Patent documents have been filed and an operational prototype unit has been demonstrated to collaborators who have participated in research and commercialization proposals.
Prototype and laboratory testing has successfully been achieved with three species attempted including Chlorella vulgaris, Euglena gracilis, and Botryococcus braunii. The company plans to continue development on the process, equipment, and technology and is looking to establish relationships with potential customers, licensees, distributors, as well as funding or investing sources.
The best way to describe our breakthrough technology in algae harvesting, dewatering,
and drying is a model of nature’s liquid moving strategies in organisms. No biological system has anything even remotely close to a functioning centrifuge. For that matter we found it difficult to find flocculation or flotation occurring in a biological organism.
A centrifuge moves the entire mass of water and its contents in order to separate into fractions. This was also true of flocculation, flotation, and other methods to a certain degree because the focus was on moving the algae and not moving the water. A water molecule is 1/33,000 the size of a 10 micron algae. When differential pressure (even excessive gravitational pressure in the form of a water column) is moved to force algal mass and water through a screen, this energy compacts the algal mass into a form that blocks water and impacts algal mass into screen.
So using several of nature’s gifts to move the water molecules by changing the surface tension, adhesion, cohesion, taking advantage of the meniscus being formed, a capillary action from a compression pull (think artificial Transpirational) allowing absorption and next, use water’s surface area to mass to dramatically improve evaporation (think of a water based paint applied thin and how quick it dries).

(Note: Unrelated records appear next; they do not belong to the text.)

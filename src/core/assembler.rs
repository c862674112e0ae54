//! SH-009: Applet assembly: stage, package, upload.
//!
//! ```text
//! <launchpad>/<name>/<version_label>/
//!     src/<source file>
//!     resources/<remote relative path>...
//!     dxapp.json
//! <launchpad>/<name>/<version_label>.bundle/<name>_resources.tar.gz
//! ```
//!
//! The build directory is recreated on every run and left on disk after
//! upload.

use super::descriptor::{self, PackageDescriptor};
use super::error::{BuildError, Result};
use super::types::*;
use crate::platform::{ObjectClass, ObjectQuery, Platform};
use crate::provenance::hasher;
use flate2::write::GzEncoder;
use flate2::Compression;
use std::path::{Path, PathBuf};

/// Remote folder holding the resource bundles of the applet published at
/// `remote_path`. Never shared between publish paths.
pub fn bundle_folder(remote_path: &str, applet: &str) -> String {
    join_remote(remote_path, &format!(".resources/{}", applet))
}

/// The single file in `source_dir` whose name starts with `name`.
pub fn find_source(source_dir: &Path, name: &str) -> Result<PathBuf> {
    let dir = source_dir.to_str().ok_or_else(|| {
        BuildError::Config(format!(
            "applet source directory {} is not valid UTF-8",
            source_dir.display()
        ))
    })?;
    let pattern = format!(
        "{}/{}*",
        glob::Pattern::escape(dir),
        glob::Pattern::escape(name)
    );
    let entries = glob::glob(&pattern)
        .map_err(|e| BuildError::Config(format!("bad source pattern {}: {}", pattern, e)))?;

    let mut matches = Vec::new();
    for entry in entries {
        let path = entry.map_err(|e| {
            BuildError::Config(format!("cannot scan {}: {}", source_dir.display(), e))
        })?;
        if path.is_file() {
            matches.push(path);
        }
    }

    match matches.len() {
        1 => Ok(matches.remove(0)),
        0 => Err(BuildError::Config(format!(
            "no source file for applet '{}' in {}",
            name,
            source_dir.display()
        ))),
        _ => {
            let names: Vec<String> = matches
                .iter()
                .filter_map(|p| p.file_name())
                .map(|n| n.to_string_lossy().to_string())
                .collect();
            Err(BuildError::Config(format!(
                "ambiguous source for applet '{}': {}",
                name,
                names.join(", ")
            )))
        }
    }
}

/// Create a fresh build directory and copy the applet source into `src/`.
pub fn assemble(layout: &Layout, name: &str, version_label: &str) -> Result<AppletBuild> {
    let source_file = find_source(&layout.applets_source, name)?;
    let build_dir = layout.launchpad.join(name).join(version_label);

    if build_dir.exists() {
        std::fs::remove_dir_all(&build_dir).map_err(|e| BuildError::io(&build_dir, e))?;
    }
    let build = AppletBuild {
        name: name.to_string(),
        version_label: version_label.to_string(),
        build_dir,
        source_file,
        internal_resources: Vec::new(),
        external_dependencies: Vec::new(),
    };
    for dir in [build.src_dir(), build.resources_dir()] {
        std::fs::create_dir_all(&dir).map_err(|e| BuildError::io(&dir, e))?;
    }

    let file_name = build.source_file.file_name().ok_or_else(|| {
        BuildError::Config(format!("source {} has no file name", build.source_file.display()))
    })?;
    let target = build.src_dir().join(file_name);
    std::fs::copy(&build.source_file, &target).map_err(|e| BuildError::io(&build.source_file, e))?;

    tracing::debug!(applet = name, dir = %build.build_dir.display(), "assembled build directory");
    Ok(build)
}

/// Copy internal files into `resources/`, keyed by remote path.
pub fn attach_internal(build: &mut AppletBuild, files: Vec<StagedFile>) -> Result<()> {
    let resources = build.resources_dir();
    for file in &files {
        if !file.local_path.is_file() {
            return Err(BuildError::Config(format!(
                "internal resource {} for applet '{}' does not exist",
                file.local_path.display(),
                build.name
            )));
        }
        let target = resources.join(file.remote_relative_path.trim_start_matches('/'));
        if let Some(parent) = target.parent() {
            std::fs::create_dir_all(parent).map_err(|e| BuildError::io(parent, e))?;
        }
        std::fs::copy(&file.local_path, &target).map_err(|e| BuildError::io(&file.local_path, e))?;
    }
    build.internal_resources.extend(files);
    Ok(())
}

/// External dependencies are recorded, never copied.
pub fn attach_external(build: &mut AppletBuild, deps: Vec<ExternalDependency>) {
    build.external_dependencies.extend(deps);
}

/// Path of the resource bundle archive for a build.
pub fn bundle_path(build: &AppletBuild) -> PathBuf {
    let label_dir = format!("{}.bundle", build.version_label);
    let parent = build
        .build_dir
        .parent()
        .map(Path::to_path_buf)
        .unwrap_or_else(|| build.build_dir.clone());
    parent
        .join(label_dir)
        .join(format!("{}_resources.tar.gz", build.name))
}

/// tar.gz of `resources/`, entries relative to the filesystem root of the
/// execution host. Headers are deterministic.
pub fn archive_resources(build: &AppletBuild) -> Result<PathBuf> {
    let resources = build.resources_dir();
    let archive = bundle_path(build);
    if let Some(parent) = archive.parent() {
        std::fs::create_dir_all(parent).map_err(|e| BuildError::io(parent, e))?;
    }

    let file = std::fs::File::create(&archive).map_err(|e| BuildError::io(&archive, e))?;
    let mut tar = tar::Builder::new(GzEncoder::new(file, Compression::default()));
    tar.mode(tar::HeaderMode::Deterministic);
    for rel in hasher::relative_files(&resources)? {
        let path = resources.join(&rel);
        tar.append_path_with_name(&path, &rel)
            .map_err(|e| BuildError::io(&path, e))?;
    }
    tar.into_inner()
        .and_then(|gz| gz.finish())
        .map_err(|e| BuildError::io(&archive, e))?;
    Ok(archive)
}

/// A written descriptor plus the bundles it supersedes.
#[derive(Debug, Clone)]
pub struct Packaged {
    pub descriptor: PackageDescriptor,
    /// Earlier bundles of the applet at the same publish path; removed only
    /// after the new applet replaced the one referencing them
    pub stale_bundles: Vec<String>,
}

/// Write the descriptor; when internal resources are attached, upload their
/// bundle first and reference it.
pub fn package(
    build: &AppletBuild,
    ctx: &BuildContext,
    layout: &Layout,
    remote_path: &str,
    platform: &dyn Platform,
) -> Result<Packaged> {
    let template = descriptor::load_template(&layout.applet_template(&build.name))?;

    let (bundle, stale_bundles) = if build.internal_resources.is_empty() {
        tracing::debug!(applet = %build.name, "no internal resources, skipping bundle");
        (None, Vec::new())
    } else {
        let (bundle, stale) = upload_bundle(build, ctx, remote_path, platform)?;
        (Some(bundle), stale)
    };

    let descriptor = PackageDescriptor::from_template(
        template,
        ctx,
        &build.external_dependencies,
        bundle.as_ref(),
    )?;
    descriptor.write(build)?;
    Ok(Packaged {
        descriptor,
        stale_bundles,
    })
}

fn upload_bundle(
    build: &AppletBuild,
    ctx: &BuildContext,
    remote_path: &str,
    platform: &dyn Platform,
) -> Result<(ExternalDependency, Vec<String>)> {
    let archive = archive_resources(build)?;
    let file_name = format!("{}_resources.tar.gz", build.name);
    let folder = bundle_folder(remote_path, &build.name);

    platform.make_folder(ctx.namespace(), &folder)?;
    let stale: Vec<String> = platform
        .find(&ObjectQuery {
            namespace: ctx.namespace(),
            folder: &folder,
            name: &file_name,
            class: ObjectClass::File,
        })?
        .into_iter()
        .map(|h| h.id)
        .collect();

    let id = platform.upload_bundle(&archive, ctx.namespace(), &folder)?;
    tracing::info!(applet = %build.name, file = %id, folder = %folder, "uploaded resource bundle");
    Ok((
        ExternalDependency {
            name: file_name,
            artifact_id: id,
        },
        stale,
    ))
}

/// Publish the build directory at `remote_path` and look the result up.
/// Bundles superseded by this publish are removed afterwards.
pub fn upload(
    build: &AppletBuild,
    packaged: &Packaged,
    ctx: &BuildContext,
    remote_path: &str,
    platform: &dyn Platform,
) -> Result<BuiltApplet> {
    let digest = hasher::build_digest(&build.build_dir, &build.external_dependencies)?;

    platform.make_folder(ctx.namespace(), remote_path)?;
    platform.publish_package(&build.build_dir, ctx.namespace(), remote_path, &build.name)?;
    let handle = platform.find_one(&ObjectQuery {
        namespace: ctx.namespace(),
        folder: remote_path,
        name: &build.name,
        class: ObjectClass::Applet,
    })?;

    tracing::info!(
        applet = %build.name,
        id = %handle.id,
        path = %remote_path,
        namespace = %ctx.namespace(),
        "published applet"
    );

    if !packaged.stale_bundles.is_empty() {
        tracing::info!(
            applet = %build.name,
            count = packaged.stale_bundles.len(),
            "removing superseded resource bundles"
        );
        platform.remove(ctx.namespace(), &packaged.stale_bundles)?;
    }

    Ok(BuiltApplet {
        name: build.name.clone(),
        remote_id: handle.id,
        namespace: ctx.namespace().to_string(),
        remote_path: remote_path.to_string(),
        digest,
    })
}
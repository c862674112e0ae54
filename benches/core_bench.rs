//! Benchmarks for stagehand core operations.
//!
//! Run with: cargo bench
//!
//! Results include 95% confidence intervals via Criterion.

use criterion::{black_box, criterion_group, criterion_main, BenchmarkId, Criterion};
use stagehand::core::{parser, resolver};
use stagehand::provenance::hasher;
use std::collections::HashMap;

fn bench_hash_directory(c: &mut Criterion) {
    let mut group = c.benchmark_group("hash_directory");
    for files in [10, 100, 500] {
        let dir = tempfile::tempdir().unwrap();
        for i in 0..files {
            let sub = dir.path().join(format!("resources/d{}", i % 8));
            std::fs::create_dir_all(&sub).unwrap();
            std::fs::write(sub.join(format!("f{i:04}.sh")), vec![b'x'; 4096]).unwrap();
        }
        group.bench_with_input(BenchmarkId::from_parameter(files), dir.path(), |b, root| {
            b.iter(|| black_box(hasher::hash_directory(black_box(root)).unwrap()));
        });
    }
    group.finish();
}

/// A chain template where every stage fans in all earlier stages.
fn chain_template(n: u32) -> String {
    let mut yaml = String::from("name: chain\nstages:\n");
    for i in 0..n {
        yaml.push_str(&format!("  - index: {i}\n    applet: step\n"));
        if i > 0 {
            yaml.push_str("    linked_input:\n      reads:\n");
            for j in 0..i {
                yaml.push_str(&format!("        - {{ stage: {j}, field: out }}\n"));
            }
        }
    }
    yaml
}

fn bench_template_parse(c: &mut Criterion) {
    let mut group = c.benchmark_group("template_parse");
    for n in [5, 20, 50] {
        let yaml = chain_template(n);
        group.bench_with_input(BenchmarkId::from_parameter(n), &yaml, |b, yaml| {
            b.iter(|| black_box(parser::parse_template(black_box(yaml)).unwrap()));
        });
    }
    group.finish();
}

fn bench_link_resolution(c: &mut Criterion) {
    let mut group = c.benchmark_group("link_resolution");
    for n in [5, 20, 50] {
        let template = parser::parse_template(&chain_template(n)).unwrap();
        group.bench_with_input(BenchmarkId::from_parameter(n), &template, |b, template| {
            b.iter(|| {
                resolver::check_link_order(template).unwrap();
                let mut bound: HashMap<u32, String> = HashMap::new();
                for stage in resolver::binding_order(template) {
                    for (field, target) in &stage.linked_input {
                        let input =
                            resolver::resolve_link_target(stage.index, field, target, &bound)
                                .unwrap();
                        black_box(input);
                    }
                    bound.insert(stage.index, format!("stage-{:08}", stage.index));
                }
                black_box(bound);
            });
        });
    }
    group.finish();
}

criterion_group!(
    benches,
    bench_hash_directory,
    bench_template_parse,
    bench_link_resolution
);
criterion_main!(benches);
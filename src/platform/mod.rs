//! SH-010: Remote execution platform abstraction.
//!
//! Two backends: `dx` drives the platform's command-line client, `local`
//! keeps objects in a directory and is used for dry deployments and tests.

pub mod dx;
pub mod local;

use crate::core::error::{BuildError, Result};
use crate::core::types::{StageInput, WorkflowDetails};
use indexmap::IndexMap;
use serde::{Deserialize, Serialize};
use std::fmt;
use std::path::Path;

/// Kinds of remote data object.
#[derive(Debug, Clone, Copy, PartialEq, Eq, Hash, Serialize, Deserialize)]
#[serde(rename_all = "snake_case")]
pub enum ObjectClass {
    Applet,
    File,
    Workflow,
}

impl fmt::Display for ObjectClass {
    fn fmt(&self, f: &mut fmt::Formatter<'_>) -> fmt::Result {
        match self {
            Self::Applet => write!(f, "applet"),
            Self::File => write!(f, "file"),
            Self::Workflow => write!(f, "workflow"),
        }
    }
}

/// A remote object as returned by a lookup.
#[derive(Debug, Clone, PartialEq, Eq, Serialize, Deserialize)]
pub struct ObjectHandle {
    pub id: String,
    pub class: ObjectClass,
    pub name: String,
    pub namespace: String,
    pub folder: String,
}

/// Lookup by exact name within one folder (not recursive).
#[derive(Debug, Clone, Copy)]
pub struct ObjectQuery<'a> {
    pub namespace: &'a str,
    pub folder: &'a str,
    pub name: &'a str,
    pub class: ObjectClass,
}

impl fmt::Display for ObjectQuery<'_> {
    fn fmt(&self, f: &mut fmt::Formatter<'_>) -> fmt::Result {
        write!(
            f,
            "{} '{}' in {}:{}",
            self.class, self.name, self.namespace, self.folder
        )
    }
}

/// Operations the build needs from the remote platform.
///
/// Every call is synchronous and is attempted once.
pub trait Platform {
    /// Backend name for logs.
    fn name(&self) -> &'static str;

    /// Verify credentials before touching anything.
    fn check_session(&self) -> Result<()> {
        Ok(())
    }

    /// Create `folder` and any missing parents.
    fn make_folder(&self, namespace: &str, folder: &str) -> Result<()>;

    fn find(&self, query: &ObjectQuery<'_>) -> Result<Vec<ObjectHandle>>;

    /// Exactly one match; zero or several is a platform error.
    fn find_one(&self, query: &ObjectQuery<'_>) -> Result<ObjectHandle> {
        let mut found = self.find(query)?;
        match found.len() {
            1 => Ok(found.remove(0)),
            0 => Err(BuildError::Platform(format!("no {} found", query))),
            n => Err(BuildError::Platform(format!(
                "{} matches for {}, expected exactly one",
                n, query
            ))),
        }
    }

    fn remove(&self, namespace: &str, ids: &[String]) -> Result<()>;

    /// Publish a staged build directory as applet `name` in `folder`,
    /// replacing a same-named applet there.
    fn publish_package(
        &self,
        build_dir: &Path,
        namespace: &str,
        folder: &str,
        name: &str,
    ) -> Result<()>;

    /// Upload one file into `folder`; returns the new file id.
    fn upload_bundle(&self, archive: &Path, namespace: &str, folder: &str) -> Result<String>;

    /// Create an open workflow; returns its id.
    fn create_workflow(
        &self,
        namespace: &str,
        folder: &str,
        name: &str,
        details: &WorkflowDetails,
    ) -> Result<String>;

    /// Append a stage running `executable`; returns the stage id.
    fn add_stage(&self, workflow_id: &str, executable: &str, folder: &str) -> Result<String>;

    fn update_stage_input(
        &self,
        workflow_id: &str,
        stage_id: &str,
        input: &IndexMap<String, StageInput>,
    ) -> Result<()>;

    fn close_workflow(&self, workflow_id: &str) -> Result<()>;
}

/// Platform-native JSON for a stage's inputs.
pub fn native_input(input: &IndexMap<String, StageInput>) -> serde_json::Map<String, serde_json::Value> {
    input
        .iter()
        .map(|(k, v)| (k.clone(), v.to_native()))
        .collect()
}

/// Select a backend by name.
pub fn backend(kind: &str, store: &Path) -> Result<Box<dyn Platform>> {
    match kind {
        "dx" => Ok(Box::new(dx::DxPlatform::new())),
        "local" => Ok(Box::new(local::LocalPlatform::open(store)?)),
        other => Err(BuildError::Config(format!(
            "unknown backend '{}' (expected dx or local)",
            other
        ))),
    }
}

Surface tension can be broken by hundreds of ways, however, a class of materials that
were patented several years ago has a combination of natural plus synthetic materials
called superabsorbent polymer (SAP) fabrics. It is these SAP fabric material types of we call our “cap belt” and they allow for simulating nature in multiple ways. These materials, when put into contact with the bottom of the screen (water meniscus), have the capability to move vast amounts of water without moving the algae because the molecular bonds from water to water are stronger then water to algae, as long as energy applied does not break water’s bonds to itself. The capillary effect and adhesion effect (once wetted, and rung) can be designed to be continuous, just like the screen can be designed to be continuous.
This continuous approach allows for a thin layer of algae to be continuously processed from in solution to dry flake in a distance of four feet at a scalable rate with scalable equipment. In our prototype equipment, the rate exceeds 500 liters per hour on less than 40 watts per hour of run time.
SEPARATE ALGAE FUEL PROCESS WORK
. Before Bionavitas made its Light Immersion Technology available to the public, nearly every large scale approach to algae growth has been challenged by a simple fact of nature: as algae grow, they become so dense they block the light needed for continued growth.
This “self-shading” phenomenon results in a layer that limits the amount of algae per acre that can be grown and harvested. The Light Immersion Technology developed by Bionavitas fundamentally changes this equation by enabling the algae growth layer in open ponds to be up to a meter deep. This represents a 10 to 12 time increase in yield over previous methods that produced only 3-5 centimeters of growth.
At the core of Light Immersion Technology is an innovative approach at bringing light to the algae culture in both open ponds and closed bioreactors through a system of light rods which extend deep into the algae culture. By distributing light below the surface “shade” layer and releasing the light in controlled locations, algae cultures can grow denser. In external canal systems, the rods distribute light from the sun into the culture. This abundant and free energy source is ideal for generating large amounts of algae for use as biofuels.
In closed bioreactors, the rods evenly distribute more readily absorbed red and blue spectrum light from high efficiency LEDs. While the LEDs increase the cost of production, algae grown in these systems are used for higher value markets such as nutraceuticals.